Hi Sean, Your search helped me a bit tracking this down currently I am testing with something like this

to dn.subtree="dc=local" filter=(|(objectClass=sendmailMTAClass)(objectClass=sendmailMTA)) by ssf=64 dn.exact="cn=cron,dc=local" read

to dn.subtree="dc=local" by ssf=64 dn.exact="cn=cron,dc=local" search

I'm wondering if a "search" privilege needs to be granted somewhere and "(objectClass=*)" is a a loophole that bypasses the need for the "search" privilege.

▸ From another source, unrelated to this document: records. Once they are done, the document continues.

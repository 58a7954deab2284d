//! Record types: resolved field contracts built once at definition time.

use indexmap::IndexMap;
use std::fmt;
use std::hash::{Hash, Hasher};
use std::sync::Arc;

use super::construct::{build_record, merge_input};
use super::factory::Factory;
use super::instance::Record;
use crate::contracts::Op;
use crate::core::{Fields, Value};
use crate::errors::{AccessError, FieldError, RecordError};
use crate::hooks::{FieldDecl, Hook};

/// Ordered field-name to operation mapping.
pub type Contract = IndexMap<String, Op>;

/// Whether undeclared input keys are kept.
#[derive(Debug, Clone, Copy, PartialEq, Eq, Hash)]
pub enum RecordKind {
    /// Only declared fields are stored; other input keys are ignored.
    Closed,
    /// Undeclared input keys are carried through verbatim.
    Extensible,
}

struct RecordTypeInner {
    name: String,
    kind: RecordKind,
    fields: IndexMap<String, FieldDecl>,
    contract: Contract,
    hooks: Vec<Hook>,
    ancestors: Vec<RecordType>,
}

/// A named record schema.
///
/// Cheap to clone; all clones share the same immutable contract.
#[derive(Clone)]
pub struct RecordType(Arc<RecordTypeInner>);

impl RecordType {
    /// Starts defining a closed record type.
    #[must_use]
    pub fn closed(name: impl Into<String>) -> RecordTypeBuilder {
        RecordTypeBuilder::new(name, RecordKind::Closed)
    }

    /// Starts defining an extensible record type.
    #[must_use]
    pub fn extensible(name: impl Into<String>) -> RecordTypeBuilder {
        RecordTypeBuilder::new(name, RecordKind::Extensible)
    }

    /// Starts defining a subtype inheriting this type's kind and fields.
    #[must_use]
    pub fn subtype(&self, name: impl Into<String>) -> RecordTypeBuilder {
        RecordTypeBuilder::new(name, self.kind()).extends(self)
    }

    /// Returns the type name.
    #[must_use]
    pub fn name(&self) -> &str {
        &self.0.name
    }

    /// Returns the record kind.
    #[must_use]
    pub fn kind(&self) -> RecordKind {
        self.0.kind
    }

    /// Returns true if undeclared input keys are kept.
    #[must_use]
    pub fn is_extensible(&self) -> bool {
        self.0.kind == RecordKind::Extensible
    }

    /// Returns the resolved field contract.
    #[must_use]
    pub fn contract(&self) -> &Contract {
        &self.0.contract
    }

    /// Returns the field declarations, including hooks.
    #[must_use]
    pub fn field_decls(&self) -> &IndexMap<String, FieldDecl> {
        &self.0.fields
    }

    /// Describes the contract, one `name :: info` line per field.
    #[must_use]
    pub fn get_contract_info(&self) -> String {
        self.0
            .contract
            .iter()
            .map(|(name, op)| format!("{name} :: {}", op.info()))
            .collect::<Vec<_>>()
            .join("\n")
    }

    /// Iterates over declared field names in contract order.
    pub fn field_names(&self) -> impl Iterator<Item = &str> {
        self.0.contract.keys().map(String::as_str)
    }

    /// Returns true if `name` is a declared field.
    #[must_use]
    pub fn has_field(&self, name: &str) -> bool {
        self.0.contract.contains_key(name)
    }

    /// Returns the operation of a declared field, for reuse in another type.
    #[must_use]
    pub fn field_converter(&self, name: &str) -> Option<Op> {
        self.0.contract.get(name).cloned()
    }

    /// Returns all hooks in declaration order.
    #[must_use]
    pub fn hooks(&self) -> &[Hook] {
        &self.0.hooks
    }

    /// Returns true if this type is `other` or was derived from it.
    #[must_use]
    pub fn is_subtype_of(&self, other: &Self) -> bool {
        self == other || self.0.ancestors.iter().any(|a| a == other)
    }

    /// Runs the operation of a single declared field against `values`.
    pub fn prepare_field_from_input(
        &self,
        name: &str,
        values: &Fields,
    ) -> Result<Option<Value>, FieldError> {
        let op = self
            .0
            .contract
            .get(name)
            .ok_or_else(|| AccessError::new(self.name(), name))?;
        op.prepare_field(name, values)
    }

    /// Returns a factory bound to this type.
    #[must_use]
    pub fn factory(&self) -> Factory {
        Factory::new(self.clone())
    }

    /// Constructs a record from an optional mapping plus overrides.
    ///
    /// Overrides win on key collision. A non-empty `values` that is not a
    /// mapping (a map or a record) is rejected.
    pub fn construct(&self, values: Option<&Value>, overrides: Fields) -> Result<Record, RecordError> {
        let input = merge_input(self.name(), values, overrides)?;
        build_record(self, &input)
    }

    /// Constructs a record from a mapping.
    pub fn from_fields(&self, values: Fields) -> Result<Record, RecordError> {
        build_record(self, &values)
    }

    /// Constructs a record from a mapping-like value.
    pub fn create(&self, values: impl Into<Value>) -> Result<Record, RecordError> {
        self.construct(Some(&values.into()), Fields::new())
    }
}

impl PartialEq for RecordType {
    fn eq(&self, other: &Self) -> bool {
        Arc::ptr_eq(&self.0, &other.0)
    }
}

impl Eq for RecordType {}

impl Hash for RecordType {
    fn hash<H: Hasher>(&self, state: &mut H) {
        Arc::as_ptr(&self.0).hash(state);
    }
}

impl fmt::Debug for RecordType {
    fn fmt(&self, f: &mut fmt::Formatter<'_>) -> fmt::Result {
        f.debug_struct("RecordType")
            .field("name", &self.0.name)
            .field("kind", &self.0.kind)
            .field("fields", &self.0.contract.keys().collect::<Vec<_>>())
            .finish()
    }
}

/// Reusable field declarations merged into record types at build time.
#[derive(Debug, Clone)]
pub struct FieldTemplate {
    name: String,
    fields: IndexMap<String, FieldDecl>,
}

impl FieldTemplate {
    /// Creates an empty template.
    #[must_use]
    pub fn new(name: impl Into<String>) -> Self {
        Self {
            name: name.into(),
            fields: IndexMap::new(),
        }
    }

    /// Declares a field.
    #[must_use]
    pub fn field(mut self, name: impl Into<String>, decl: impl Into<FieldDecl>) -> Self {
        self.fields.insert(name.into(), decl.into());
        self
    }

    /// Adds the fields of another template.
    #[must_use]
    pub fn include(mut self, other: &Self) -> Self {
        for (name, decl) in &other.fields {
            self.fields.insert(name.clone(), decl.clone());
        }
        self
    }

    /// Returns the template name.
    #[must_use]
    pub fn name(&self) -> &str {
        &self.name
    }

    /// Iterates over declared field names.
    pub fn field_names(&self) -> impl Iterator<Item = &str> {
        self.fields.keys().map(String::as_str)
    }
}

#[derive(Debug, Clone)]
enum Base {
    Record(RecordType),
    Overlay(RecordType),
    Template(FieldTemplate),
}

/// Builder resolving a record type's fields.
///
/// Fields are resolved base by base in the order bases were added, then the
/// fields declared directly on the builder are laid over them. Re-declaring a
/// field replaces its operation but keeps its original position.
#[derive(Debug, Clone)]
pub struct RecordTypeBuilder {
    name: String,
    kind: RecordKind,
    bases: Vec<Base>,
    fields: Vec<(String, FieldDecl)>,
}

impl RecordTypeBuilder {
    /// Creates a builder for a record type of the given kind.
    #[must_use]
    pub fn new(name: impl Into<String>, kind: RecordKind) -> Self {
        Self {
            name: name.into(),
            kind,
            bases: Vec::new(),
            fields: Vec::new(),
        }
    }

    /// Inherits the fields of `base` and records it as an ancestor.
    #[must_use]
    pub fn extends(mut self, base: &RecordType) -> Self {
        self.bases.push(Base::Record(base.clone()));
        self
    }

    /// Copies the fields of `base` without recording it as an ancestor.
    #[must_use]
    pub fn fields_of(mut self, base: &RecordType) -> Self {
        self.bases.push(Base::Overlay(base.clone()));
        self
    }

    /// Merges the fields of a template.
    #[must_use]
    pub fn mixin(mut self, template: &FieldTemplate) -> Self {
        self.bases.push(Base::Template(template.clone()));
        self
    }

    /// Declares a field.
    #[must_use]
    pub fn field(mut self, name: impl Into<String>, decl: impl Into<FieldDecl>) -> Self {
        self.fields.push((name.into(), decl.into()));
        self
    }

    /// Declares several fields.
    #[must_use]
    pub fn fields<N, I>(mut self, fields: I) -> Self
    where
        N: Into<String>,
        I: IntoIterator<Item = (N, FieldDecl)>,
    {
        self.fields
            .extend(fields.into_iter().map(|(name, decl)| (name.into(), decl)));
        self
    }

    /// Resolves the contract and hooks into an immutable record type.
    #[must_use]
    pub fn build(self) -> RecordType {
        let mut fields: IndexMap<String, FieldDecl> = IndexMap::new();
        let mut ancestors: Vec<RecordType> = Vec::new();

        for base in &self.bases {
            match base {
                Base::Record(record_type) => {
                    merge_fields(&mut fields, record_type.field_decls());
                    for ancestor in record_type.0.ancestors.iter().chain([record_type]) {
                        if !ancestors.contains(ancestor) {
                            ancestors.push(ancestor.clone());
                        }
                    }
                }
                Base::Overlay(record_type) => merge_fields(&mut fields, record_type.field_decls()),
                Base::Template(template) => merge_fields(&mut fields, &template.fields),
            }
        }
        for (name, decl) in self.fields {
            fields.insert(name, decl);
        }

        let contract: Contract = fields
            .iter()
            .map(|(name, decl)| (name.clone(), decl.operation().clone()))
            .collect();
        let hooks: Vec<Hook> = fields
            .iter()
            .flat_map(|(name, decl)| decl.hooks().gen_hooks(name))
            .collect();

        tracing::debug!(
            record = %self.name,
            kind = ?self.kind,
            fields = contract.len(),
            hooks = hooks.len(),
            "Record type defined"
        );

        RecordType(Arc::new(RecordTypeInner {
            name: self.name,
            kind: self.kind,
            fields,
            contract,
            hooks,
            ancestors,
        }))
    }
}

fn merge_fields(target: &mut IndexMap<String, FieldDecl>, source: &IndexMap<String, FieldDecl>) {
    for (name, decl) in source {
        target.insert(name.clone(), decl.clone());
    }
}

#[cfg(test)]
mod tests {
    use super::*;
    use crate::contracts::{expect_type, only_if, provide_missing, skip_missing, to_int, to_str};
    use crate::core::ValueKind;
    use crate::hooks::{field_invariant, Target};

    #[test]
    fn test_contract_order_and_info() {
        let point = RecordType::closed("Point")
            .field("x", to_int())
            .field("y", to_int().then(only_if(|v| v.as_int() > Some(0), "positive")))
            .field("label", skip_missing().then(to_str()))
            .build();

        let names: Vec<&str> = point.field_names().collect();
        assert_eq!(names, vec!["x", "y", "label"]);
        assert_eq!(
            point.get_contract_info(),
            "x :: convert to int\n\
             y :: convert to int then accept only if positive\n\
             label :: skip missing then convert to str"
        );
    }

    #[test]
    fn test_inheritance_overrides_keep_position() {
        let base = RecordType::closed("Base")
            .field("a", ValueKind::Int)
            .field("b", ValueKind::Str)
            .build();
        let derived = base
            .subtype("Derived")
            .field("a", provide_missing(0))
            .field("c", ValueKind::Float)
            .build();

        let names: Vec<&str> = derived.field_names().collect();
        assert_eq!(names, vec!["a", "b", "c"]);
        assert_eq!(derived.contract()["a"].info(), "provide 0 if missing");
        assert_eq!(base.contract()["a"].info(), "accept only if has type int");
        assert_eq!(derived.kind(), RecordKind::Closed);
        assert!(derived.is_subtype_of(&base));
        assert!(!base.is_subtype_of(&derived));
    }

    #[test]
    fn test_siblings_are_independent() {
        let base = RecordType::extensible("Base").field("a", ValueKind::Int).build();
        let left = base.subtype("Left").field("a", ValueKind::Str).build();
        let right = base.subtype("Right").build();
        assert_eq!(left.contract()["a"].info(), "accept only if has type str");
        assert_eq!(right.contract()["a"].info(), "accept only if has type int");
        assert!(right.is_extensible());
        assert!(!left.is_subtype_of(&right));
    }

    #[test]
    fn test_mixin_contributes_fields() {
        let template = FieldTemplate::new("T")
            .field("a", ValueKind::Int)
            .field("b", ValueKind::Str);
        let a = RecordType::extensible("A").mixin(&template).build();
        let b = RecordType::closed("B")
            .mixin(&template)
            .field("c", expect_type(ValueKind::Tag))
            .build();

        assert_eq!(a.field_names().collect::<Vec<_>>(), vec!["a", "b"]);
        assert_eq!(b.field_names().collect::<Vec<_>>(), vec!["a", "b", "c"]);
        assert!(!b.is_subtype_of(&a));
    }

    #[test]
    fn test_fields_of_does_not_record_ancestry() {
        let base = RecordType::closed("Base").field("a", ValueKind::Int).build();
        let copy = RecordType::closed("Copy").fields_of(&base).build();
        assert!(copy.has_field("a"));
        assert!(!copy.is_subtype_of(&base));
    }

    #[test]
    fn test_hooks_are_generated_per_field() {
        let checked = RecordType::closed("Checked")
            .field("a", to_int().with_hooks(field_invariant(|_, _, _| Ok(()))))
            .field("b", to_int())
            .build();
        assert_eq!(checked.hooks().len(), 1);
        assert_eq!(checked.hooks()[0].field(), "a");
        assert_eq!(checked.hooks()[0].target(), Target::PostInit);

        let overridden = checked.subtype("Plain").field("a", to_int()).build();
        assert!(overridden.hooks().is_empty());
    }

    #[test]
    fn test_prepare_field_from_input() {
        let t = RecordType::closed("T").field("a", to_int()).build();
        let values: Fields = [("a".to_string(), Value::from("3"))].into_iter().collect();
        assert_eq!(t.prepare_field_from_input("a", &values).unwrap(), Some(Value::Int(3)));
        let err = t.prepare_field_from_input("zzz", &values).unwrap_err();
        assert!(matches!(err, FieldError::Access(_)));
    }
}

What happens if you say "filter=(&(objectClass=*))" ?

Sean.

On 1/08/2023 10:34 pm, Marc wrote:

I have a ldapsearch that returns this object

sendmailMTAClassName: w
sendmailMTAClassValue: xxx
sendmailMTAClassValue: yyy
sendmailMTAClassValue: zzz
objectClass: sendmailMTA
objectClass: sendmailMTAClass

I thought I could strengthen the acl by just appending to with a

filter

but if I add these below, the ldapsearch does not return anything

err=32

filter=(objectClass=sendmailMTAClass)
filter=(|(objectClass=sendmailMTAClass)(objectClass=sendmailMTA))
filter=(|(objectClass=sendmailMTAClass)(objectClass=sendmailMTA))
filter=(objectClass=sendmailMTA*)

If I change the filter to this, I get the expected result again

filter=(objectClass=*)

Goal is to have ldapsearch only list the specific objectClasses. Or

should I do this with listing only attributes.